A good example of federalism - unintended perhaps. The national government has authority over immigration policy, but the practical reality is that local governments have to deal with immigrants more often than state or national officers.
- Clck here for the article.
- Clck here for the article.
The success of federal deportation policy in Texas and nationwide depends for the most part on a heads up from county sheriffs. They run the jails where people are taken when arrested and where the culling of criminal immigrants begins.
Being at the bottom of the enforcement pyramid places tremendous pressure on them — political, legal and otherwise — sheriffs say, and with federal policy increasingly targeting serious, repeat criminal offenders, their role in the process has grown.
“When some of these sheriffs talk about bringing in an undocumented, it may be one a month,” said Dallas County Sheriff Lupe Valdez. “With us, it’s several a day.”
The legal tool federal authorities use to take custody of immigrants they want is the detainer. Around in some form or fashion since the 1950s, detainers are notices sent to jails asking them to hold on to an immigrant once local authorities are done with them so federal agents can come by and get them.

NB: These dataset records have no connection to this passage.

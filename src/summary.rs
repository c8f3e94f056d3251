// src/summary.rs
//
// Turns two page bodies into something a person can skim in a chat message:
// a capped excerpt of the changed words plus the table rows that are new.

use std::collections::HashSet;

use chrono::DateTime;

use crate::config::consts::*;
use crate::core::sanitize::clip_chars;
use crate::diff::{self, DiffSpan, SpanKind};
use crate::source::PageVersion;
use crate::tables::{self, TableRow};
use crate::text;

#[derive(Clone, Debug, PartialEq, Eq)]
pub struct ChangeSummary {
    /// Labelled added/removed words, at most `EXCERPT_CAP` chars plus marker,
    /// or the no-difference placeholder.
    pub diff_excerpt: String,
    /// New-side rows with no exact match on the old side, new-side order.
    pub added_rows: Vec<TableRow>,
}

impl ChangeSummary {
    /// Full pipeline for one detected change: normalize, diff, extract, compare.
    pub fn between(old_body: Option<&str>, new_body: Option<&str>) -> Self {
        let spans = diff::diff_words(&text::normalize(old_body), &text::normalize(new_body));
        let old_rows = tables::extract_rows(old_body);
        let new_rows = tables::extract_rows(new_body);
        summarize(&old_rows, &new_rows, &spans)
    }

    pub fn has_text_changes(&self) -> bool {
        self.diff_excerpt != NO_DIFF_PLACEHOLDER
    }
}

pub fn summarize(old_rows: &[TableRow], new_rows: &[TableRow], spans: &[DiffSpan]) -> ChangeSummary {
    ChangeSummary {
        diff_excerpt: diff_excerpt(spans),
        added_rows: added_rows(old_rows, new_rows),
    }
}

/// Rows of `new` whose exact text is absent from `old`.
/// Duplicates in `new` are each kept.
pub fn added_rows(old: &[TableRow], new: &[TableRow]) -> Vec<TableRow> {
    let seen: HashSet<&str> = old.iter().map(String::as_str).collect();
    new.iter()
        .filter(|r| !seen.contains(r.as_str()))
        .cloned()
        .collect()
}

/// Changed spans only, one labelled span per line, capped at `EXCERPT_CAP` chars.
/// Whitespace-only changes do not count.
pub fn diff_excerpt(spans: &[DiffSpan]) -> String {
    // Spans are trimmed and blank ones skipped: an edit that only moves
    // whitespace is not meaningful and yields the placeholder
    let lines: Vec<String> = spans
        .iter()
        .filter_map(|span| {
            let label = match span.kind {
                SpanKind::Added => ADDED_LABEL,
                SpanKind::Removed => REMOVED_LABEL,
                SpanKind::Unchanged => return None,
            };
            let text = span.text.trim();
            (!text.is_empty()).then(|| join!(label, text))
        })
        .collect();

    if lines.is_empty() {
        return s!(NO_DIFF_PLACEHOLDER);
    }

    let full = lines.join("\n");
    match clip_chars(&full, EXCERPT_CAP) {
        (cut, true) => join!(cut, EXCERPT_MORE),
        (_, false) => full,
    }
}

/* ---------------- Message ---------------- */

/// Escape `&`, `<` and `>` for Slack mrkdwn, where `<@U123>` is a mention
/// and `<url|text>` a link.
pub fn escape_mrkdwn(s: &str) -> String {
    let mut out = String::with_capacity(s.len());
    for ch in s.chars() {
        match ch {
            '&' => out.push_str("&amp;"),
            '<' => out.push_str("&lt;"),
            '>' => out.push_str("&gt;"),
            _ => out.push(ch),
        }
    }
    out
}

/// RFC 3339 stamps become "YYYY-MM-DD HH:MM:SS +hh:mm"; anything else is shown as-is.
pub fn format_timestamp(raw: &str) -> String {
    match DateTime::parse_from_rfc3339(raw.trim()) {
        Ok(ts) => ts.format("%Y-%m-%d %H:%M:%S %:z").to_string(),
        Err(_) => raw.to_string(),
    }
}

/// Slack mrkdwn text for one detected change.
pub fn render_message(page: &PageVersion, previous: u64, summary: &ChangeSummary) -> String {
    let comment = page
        .comment
        .as_deref()
        .map(str::trim)
        .filter(|c| !c.is_empty())
        .unwrap_or(NO_COMMENT_PLACEHOLDER);

    let mut msg = format!(
        ":page_facing_up: *Page updated*\n\
         *Title*: {}\n\
         *URL*: {}\n\
         *Editor*: {}\n\
         *Edited at*: {}\n\
         *Version*: {} → {}\n\
         *Comment*: {}\n\
         *Changes*:\n```\n{}\n```",
        escape_mrkdwn(&page.title),
        escape_mrkdwn(&page.url),
        escape_mrkdwn(&page.editor),
        format_timestamp(&page.edited_at),
        previous,
        page.version,
        escape_mrkdwn(comment),
        escape_mrkdwn(&summary.diff_excerpt),
    );

    if !summary.added_rows.is_empty() {
        msg.push_str(&format!("\n*Added rows* ({}):\n", summary.added_rows.len()));
        let listed: Vec<String> = summary
            .added_rows
            .iter()
            .take(MAX_LISTED_ROWS)
            .map(|row| {
                row.lines()
                    .map(|l| join!("> ", &escape_mrkdwn(l)))
                    .collect::<Vec<_>>()
                    .join("\n")
            })
            .collect();
        msg.push_str(&listed.join("\n>\n"));

        let hidden = summary.added_rows.len().saturating_sub(MAX_LISTED_ROWS);
        if hidden > 0 {
            msg.push_str(&format!("\n…and {hidden} more"));
        }
    }
    msg
}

In its latest incarnation, the detainer is reserved for the most serious convicted immigrant criminals. This new, narrower restriction, imposed in November 2014, has caused the number of detainers to drop. As of October 2015, the latest monthly figure available, 7,117 detainers were issued. That's down from an all-time monthly high of 27,755 in August 2011, according to voluminous Freedom of Information Act requests made by the Transactional Records Access Clearinghouse at Syracuse University.
Texas is central to the federal agency’s deportation efforts. Nationwide, only eight jails received more than 1,000 detainer requests in the last year, according to clearinghouse data. Four were in Texas — Harris, Travis, Dallas and Hidalgo counties.